- Exercise description
The response must reproduce every record in full.

- Data for this task
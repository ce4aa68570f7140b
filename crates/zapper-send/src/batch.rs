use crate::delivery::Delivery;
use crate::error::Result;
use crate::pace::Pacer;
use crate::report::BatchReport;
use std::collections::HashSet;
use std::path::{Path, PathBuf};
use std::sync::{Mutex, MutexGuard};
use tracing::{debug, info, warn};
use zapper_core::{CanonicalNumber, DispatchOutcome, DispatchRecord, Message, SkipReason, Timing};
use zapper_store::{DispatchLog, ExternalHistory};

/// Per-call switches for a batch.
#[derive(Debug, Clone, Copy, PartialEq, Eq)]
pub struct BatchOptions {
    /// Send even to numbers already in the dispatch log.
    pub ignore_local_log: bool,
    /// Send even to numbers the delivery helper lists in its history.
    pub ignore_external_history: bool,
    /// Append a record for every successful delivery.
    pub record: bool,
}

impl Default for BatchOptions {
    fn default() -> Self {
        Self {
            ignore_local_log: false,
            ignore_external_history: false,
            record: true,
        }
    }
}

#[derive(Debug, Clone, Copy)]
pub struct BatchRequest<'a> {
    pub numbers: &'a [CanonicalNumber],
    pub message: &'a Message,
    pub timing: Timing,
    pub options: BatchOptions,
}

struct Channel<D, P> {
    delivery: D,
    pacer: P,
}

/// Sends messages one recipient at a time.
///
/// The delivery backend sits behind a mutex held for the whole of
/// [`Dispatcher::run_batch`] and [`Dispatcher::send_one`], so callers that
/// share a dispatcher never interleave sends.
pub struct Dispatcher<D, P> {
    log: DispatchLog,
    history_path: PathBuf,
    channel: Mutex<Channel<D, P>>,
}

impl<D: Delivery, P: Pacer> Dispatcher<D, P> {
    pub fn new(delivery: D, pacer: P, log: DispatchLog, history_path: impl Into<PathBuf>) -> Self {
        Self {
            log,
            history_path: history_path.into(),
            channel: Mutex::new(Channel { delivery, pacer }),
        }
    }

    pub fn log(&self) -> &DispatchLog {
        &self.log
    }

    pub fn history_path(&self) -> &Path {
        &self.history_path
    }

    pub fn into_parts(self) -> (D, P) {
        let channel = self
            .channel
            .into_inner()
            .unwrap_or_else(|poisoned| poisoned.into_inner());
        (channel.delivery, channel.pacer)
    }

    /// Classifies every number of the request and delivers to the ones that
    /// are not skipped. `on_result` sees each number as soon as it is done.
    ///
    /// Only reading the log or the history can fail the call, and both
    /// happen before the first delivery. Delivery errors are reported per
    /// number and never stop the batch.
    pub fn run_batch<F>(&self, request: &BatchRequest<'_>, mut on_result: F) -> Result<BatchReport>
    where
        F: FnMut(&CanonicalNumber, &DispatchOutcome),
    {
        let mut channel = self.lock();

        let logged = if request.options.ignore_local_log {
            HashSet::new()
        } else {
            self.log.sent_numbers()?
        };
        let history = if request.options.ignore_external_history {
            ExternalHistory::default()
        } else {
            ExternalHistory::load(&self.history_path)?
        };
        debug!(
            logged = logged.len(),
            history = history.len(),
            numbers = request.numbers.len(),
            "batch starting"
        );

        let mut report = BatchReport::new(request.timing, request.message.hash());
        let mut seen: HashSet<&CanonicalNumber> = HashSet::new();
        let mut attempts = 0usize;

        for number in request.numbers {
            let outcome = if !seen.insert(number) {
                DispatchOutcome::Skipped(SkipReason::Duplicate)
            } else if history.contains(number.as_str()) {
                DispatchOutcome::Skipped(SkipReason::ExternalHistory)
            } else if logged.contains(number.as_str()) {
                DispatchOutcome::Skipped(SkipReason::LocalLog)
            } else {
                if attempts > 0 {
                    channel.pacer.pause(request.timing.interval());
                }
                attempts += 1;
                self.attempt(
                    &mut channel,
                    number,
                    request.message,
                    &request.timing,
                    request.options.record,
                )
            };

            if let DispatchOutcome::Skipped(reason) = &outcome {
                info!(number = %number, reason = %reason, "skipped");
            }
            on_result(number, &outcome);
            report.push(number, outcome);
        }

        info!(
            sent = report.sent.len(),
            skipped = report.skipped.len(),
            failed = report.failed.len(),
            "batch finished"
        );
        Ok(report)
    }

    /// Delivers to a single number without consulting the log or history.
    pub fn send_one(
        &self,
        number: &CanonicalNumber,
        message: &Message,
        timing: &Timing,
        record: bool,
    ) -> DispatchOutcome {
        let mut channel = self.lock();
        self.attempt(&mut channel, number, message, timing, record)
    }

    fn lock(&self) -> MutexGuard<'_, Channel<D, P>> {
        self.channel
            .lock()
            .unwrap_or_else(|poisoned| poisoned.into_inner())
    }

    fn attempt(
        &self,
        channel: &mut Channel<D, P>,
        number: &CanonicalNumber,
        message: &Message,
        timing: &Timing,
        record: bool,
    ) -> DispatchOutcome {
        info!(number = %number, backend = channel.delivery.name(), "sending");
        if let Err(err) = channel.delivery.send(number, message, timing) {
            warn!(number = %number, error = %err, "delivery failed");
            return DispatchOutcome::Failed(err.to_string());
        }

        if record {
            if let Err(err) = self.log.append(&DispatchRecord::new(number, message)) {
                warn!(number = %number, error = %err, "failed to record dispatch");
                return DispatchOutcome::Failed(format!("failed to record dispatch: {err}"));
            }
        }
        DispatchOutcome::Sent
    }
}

- Answer box
repository ce4aa68570f7140b
filename crates/zapper-send/src/batch.rs
use crate::delivery::Delivery;
use crate::error::Result;
use crate::pace::Pacer;
use crate::report::BatchReport;
use std::collections::HashSet;
use std::path::{Path, PathBuf};
use std::sync::{Mutex, MutexGuard};
use tracing::{debug, info, warn};
use zapper_core::{CanonicalNumber, DispatchOutcome, DispatchRecord, Message, SkipReason, Timing};
use zapper_store::{DispatchLog, ExternalHistory};

/// Per-call switches for a batch.
#[derive(Debug, Clone, Copy, PartialEq, Eq)]
pub struct BatchOptions {
    /// Send even to numbers already in the dispatch log.
    pub ignore_local_log: bool,
    /// Send even to numbers the delivery helper lists in its history.
    pub ignore_external_history: bool,
    /// Append a record for every successful delivery.
    pub record: bool,
}

impl Default for BatchOptions {
    fn default() -> Self {
        Self {
            ignore_local_log: false,
            ignore_external_history: false,
            record: true,
        }
    }
}

#[derive(Debug, Clone, Copy)]
pub struct BatchRequest<'a> {
    pub numbers: &'a [CanonicalNumber],
    pub message: &'a Message,
    pub timing: Timing,
    pub options: BatchOptions,
}

struct Channel<D, P> {
    delivery: D,
    pacer: P,
}

/// Sends messages one recipient at a time.
///
/// The delivery backend sits behind a mutex held for the whole of
/// [`Dispatcher::run_batch`] and [`Dispatcher::send_one`], so callers that
/// share a dispatcher never interleave sends.
pub struct Dispatcher<D, P> {
    log: DispatchLog,
    history_path: PathBuf,
    channel: Mutex<Channel<D, P>>,
}

impl<D: Delivery, P: Pacer> Dispatcher<D, P> {
    pub fn new(delivery: D, pacer: P, log: DispatchLog, history_path: impl Into<PathBuf>) -> Self {
        Self {
            log,
            history_path: history_path.into(),
            channel: Mutex::new(Channel { delivery, pacer }),
        }
    }

    pub fn log(&self) -> &DispatchLog {
        &self.log
    }

    pub fn history_path(&self) -> &Path {
        &self.history_path
    }

    pub fn into_parts(self) -> (D, P) {
        let channel = self
            .channel
            .into_inner()
            .unwrap_or_else(|poisoned| poisoned.into_inner());
        (channel.delivery, channel.pacer)
    }

    /// Classifies every number of the request and delivers to the ones that
    /// are not skipped. `on_result` sees each number as soon as it is done.
    ///
    /// Only reading the log or the history can fail the call, and both
    /// happen before the first delivery. Delivery errors are reported per
    /// number and never stop the batch.
    pub fn run_batch<F>(&self, request: &BatchRequest<'_>, mut on_result: F) -> Result<BatchReport>
    where
        F: FnMut(&CanonicalNumber, &DispatchOutcome),
    {
        let mut channel = self.lock();

        let logged = if request.options.ignore_local_log {
            HashSet::new()
        } else {
            self.log.sent_numbers()?
        };
        let history = if request.options.ignore_external_history {
            ExternalHistory::default()
        } else {
            ExternalHistory::load(&self.history_path)?
        };
        debug!(
            logged = logged.len(),
            history = history.len(),
            numbers = request.numbers.len(),
            "batch starting"
        );

        let mut report = BatchReport::new(request.timing, request.message.hash());
        let mut seen: HashSet<&CanonicalNumber> = HashSet::new();
        let mut attempts = 0usize;

        for number in request.numbers {
            let outcome = if !seen.insert(number) {
                DispatchOutcome::Skipped(SkipReason::Duplicate)
            } else if history.contains(number.as_str()) {
                DispatchOutcome::Skipped(SkipReason::ExternalHistory)
            } else if logged.contains(number.as_str()) {
                DispatchOutcome::Skipped(SkipReason::LocalLog)
            } else {
                if attempts > 0 {
                    channel.pacer.pause(request.timing.interval());
                }
                attempts += 1;
                self.attempt(
                    &mut channel,
                    number,
                    request.message,
                    &request.timing,
                    request.options.record,
                )
            };

            if let DispatchOutcome::Skipped(reason) = &outcome {
                info!(number = %number, reason = %reason, "skipped");
            }
            on_result(number, &outcome);
            report.push(number, outcome);
        }

        info!(
            sent = report.sent.len(),
            skipped = report.skipped.len(),
            failed = report.failed.len(),
            "batch finished"
        );
        Ok(report)
    }

    /// Delivers to a single number without consulting the log or history.
    pub fn send_one(
        &self,
        number: &CanonicalNumber,
        message: &Message,
        timing: &Timing,
        record: bool,
    ) -> DispatchOutcome {
        let mut channel = self.lock();
        self.attempt(&mut channel, number, message, timing, record)
    }

    fn lock(&self) -> MutexGuard<'_, Channel<D, P>> {
        self.channel
            .lock()
            .unwrap_or_else(|poisoned| poisoned.into_inner())
    }

    fn attempt(
        &self,
        channel: &mut Channel<D, P>,
        number: &CanonicalNumber,
        message: &Message,
        timing: &Timing,
        record: bool,
    ) -> DispatchOutcome {
        info!(number = %number, backend = channel.delivery.name(), "sending");
        if let Err(err) = channel.delivery.send(number, message, timing) {
            warn!(number = %number, error = %err, "delivery failed");
            return DispatchOutcome::Failed(err.to_string());
        }

        if record {
            if let Err(err) = self.log.append(&DispatchRecord::new(number, message)) {
                warn!(number = %number, error = %err, "failed to record dispatch");
                return DispatchOutcome::Failed(format!("failed to record dispatch: {err}"));
            }
        }
        DispatchOutcome::Sent
    }
}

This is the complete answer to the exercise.